In 1972, she became the ardent opponent of the Equal Rights Amendment. By the time she became involved in the issue and mobilized millions against it, the Equal Rights Amendment had been adopted by both houses of Congress by votes of over 90% and 35 states had voted to ratify it. That was just three short of the 38 necessary for it to become an amendment to the United States Constitution, but mobilized she did. And Phyllis Schlafly not only mobilized millions to oppose the amendment, she also crossed the nation making her argument, and it was an argument with great traction. Not only did she stop the ERA in its tracks, or mobilize a movement that did so, but several of the states that had ratified the amendment actually then withdrew the ratification.
Phyllis Schlafly was often described as a polarizing figure. That wouldn’t have bothered her because she understood that we were living in polarized times and that they were represented by polarizing arguments. She did intend to be a voice and not merely an echo, and she was. Her obituary in the New York Times cited political scientist Alan Wolfe, who said,
“If political influence consists in transforming this huge and cantankerous country in one’s preferred direction,” he went on to say, “Schlafly has to be regarded as one of the two or three most important Americans of the last half of the 20th century.”
The Times added,
“Although he hastened to add that ‘every idea she ever had was scatterbrained, dangerous and hateful.’”
Phyllis Schlafly would no doubt have smiled if she had had the opportunity to read that in her own obituary. She also had a wry sense of humor. She sometimes introduced herself speaking by saying,
“I want to thank my husband Fred for letting me come here.”
She later explained,
“I like to say that because I know it irritates women’s libbers more than anything else.”

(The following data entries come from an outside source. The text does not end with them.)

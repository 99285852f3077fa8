//! Unit tests for the performance analyzer

use crate::test_utils::assert_approx_eq;
use backtesting::{BacktestResult, EquityPoint, analyze};
use common::{OffsetFlag, OrderType, Side, Trade, Ts};
use rstest::*;

fn curve(balances: &[f64]) -> BacktestResult {
    let mut result = BacktestResult::default();
    for (index, balance) in balances.iter().enumerate() {
        result.equity_curve.push(EquityPoint {
            time: Ts::from_nanos(index as i64 + 1),
            balance: *balance,
        });
    }
    result
}

fn trade_with_commission(commission: f64) -> Trade {
    Trade {
        trade_id: "trd-1".to_string(),
        order_id: "ord-1".to_string(),
        account_id: "sim-account".to_string(),
        strategy_id: "strategy".to_string(),
        symbol: "rb2405".to_string(),
        exchange: String::new(),
        side: Side::Buy,
        offset: OffsetFlag::Open,
        price: 100.0,
        quantity: 1,
        trade_ts_ns: 1,
        commission,
    }
}

#[rstest]
fn test_core_metrics_on_known_curve() {
    let mut result = curve(&[1_000.0, 1_100.0, 990.0, 1_210.0]);
    result.trades.push(trade_with_commission(1.5));
    result.trades.push(trade_with_commission(0.5));

    let summary = analyze(&result);
    assert_approx_eq(summary.initial_balance, 1_000.0, 1e-12);
    assert_approx_eq(summary.final_balance, 1_210.0, 1e-12);
    assert_approx_eq(summary.net_profit, 210.0, 1e-12);
    assert_approx_eq(summary.total_return, 0.21, 1e-12);
    assert_approx_eq(summary.max_drawdown, 110.0, 1e-12);
    assert_approx_eq(summary.max_drawdown_ratio, 0.1, 1e-12);
    // Population deviation of [0.1, -0.1, 0.2222...], Sharpe scaled by
    // sqrt(3).
    assert_approx_eq(summary.return_volatility, 0.132_817_933_904, 1e-9);
    assert_approx_eq(summary.sharpe_ratio, 0.965_984_457_435, 1e-9);
    assert_eq!(summary.trade_count, 2);
    assert_approx_eq(summary.commission_paid, 2.0, 1e-12);
}

#[rstest]
fn test_empty_result_is_all_zeros() {
    let summary = analyze(&BacktestResult::default());
    assert_eq!(summary, backtesting::PerformanceSummary::default());
}

#[rstest]
fn test_counts_and_commissions_survive_empty_curve() {
    let mut result = BacktestResult::default();
    result.trades.push(trade_with_commission(1.25));
    let summary = analyze(&result);
    assert_eq!(summary.trade_count, 1);
    assert_approx_eq(summary.commission_paid, 1.25, 1e-12);
    assert_approx_eq(summary.total_return, 0.0, 1e-12);
    assert_approx_eq(summary.sharpe_ratio, 0.0, 1e-12);
}

#[rstest]
fn test_flat_curve_has_no_volatility_or_drawdown() {
    let summary = analyze(&curve(&[1_000.0, 1_000.0, 1_000.0]));
    assert_approx_eq(summary.return_volatility, 0.0, 1e-12);
    assert_approx_eq(summary.sharpe_ratio, 0.0, 1e-12);
    assert_approx_eq(summary.max_drawdown, 0.0, 1e-12);
    assert_approx_eq(summary.max_drawdown_ratio, 0.0, 1e-12);
}

#[rstest]
fn test_single_point_curve() {
    let summary = analyze(&curve(&[500.0]));
    assert_approx_eq(summary.initial_balance, 500.0, 1e-12);
    assert_approx_eq(summary.final_balance, 500.0, 1e-12);
    assert_approx_eq(summary.net_profit, 0.0, 1e-12);
    assert_approx_eq(summary.return_volatility, 0.0, 1e-12);
}

#[rstest]
fn test_zero_balances_do_not_divide() {
    let summary = analyze(&curve(&[0.0, 10.0, 0.0]));
    // Initial balance of zero keeps total_return at zero, and the
    // return out of a zero balance is recorded as zero.
    assert_approx_eq(summary.total_return, 0.0, 1e-12);
    assert!(summary.sharpe_ratio.is_finite());
    assert!(summary.return_volatility.is_finite());
}

#[rstest]
fn test_monotone_rising_curve_has_zero_drawdown() {
    let summary = analyze(&curve(&[100.0, 110.0, 125.0, 150.0]));
    assert_approx_eq(summary.max_drawdown, 0.0, 1e-12);
    assert!(summary.sharpe_ratio > 0.0);
    assert!(summary.total_return > 0.0);
}

#[rstest]
fn test_order_type_is_not_required_for_analysis() {
    // Orders contribute only their count.
    let mut result = curve(&[100.0, 101.0]);
    result.orders.push(common::Order {
        order_id: "ord-1".to_string(),
        account_id: "sim-account".to_string(),
        client_order_id: "cid-1".to_string(),
        strategy_id: "strategy".to_string(),
        symbol: "rb2405".to_string(),
        exchange: String::new(),
        side: Side::Buy,
        offset: OffsetFlag::Open,
        order_type: OrderType::Limit,
        price: 100.0,
        quantity: 1,
        filled_quantity: 1,
        avg_fill_price: 100.0,
        status: common::OrderStatus::Filled,
        created_at_ns: 1,
        updated_at_ns: 1,
        trace_id: "trace".to_string(),
    });
    let summary = analyze(&result);
    assert_eq!(summary.order_count, 1);
}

Prominent feminist icon and social revolutionary, Betty Friedan, once debated Schlafly and said,
“I’d like to burn you at the stake.”
Schlafly then stated that she was glad that Betty Friedan had made the statement in the open because it revealed the worldview behind her ideology. Phyllis Schlafly was an industry unto herself in terms of her writing and speaking, and she commented on so many different issues that not a person on the planet could have agreed with her on everything. She understood that, I’m sure. But she also had a way of making an argument with utter simplicity often based in what we might call the natural law, the natural order of things by God’s design, a natural order that often refutes all the ideologies of the social revolutionaries. In one of my favorite of her statements she wrote,
“Feminism has changed the way women think, and it has changed the way men think, but the trouble is, it hasn’t changed the attitudes of babies at all. The baby, looking for mother and father, looked right through the ideologies and sees reality.”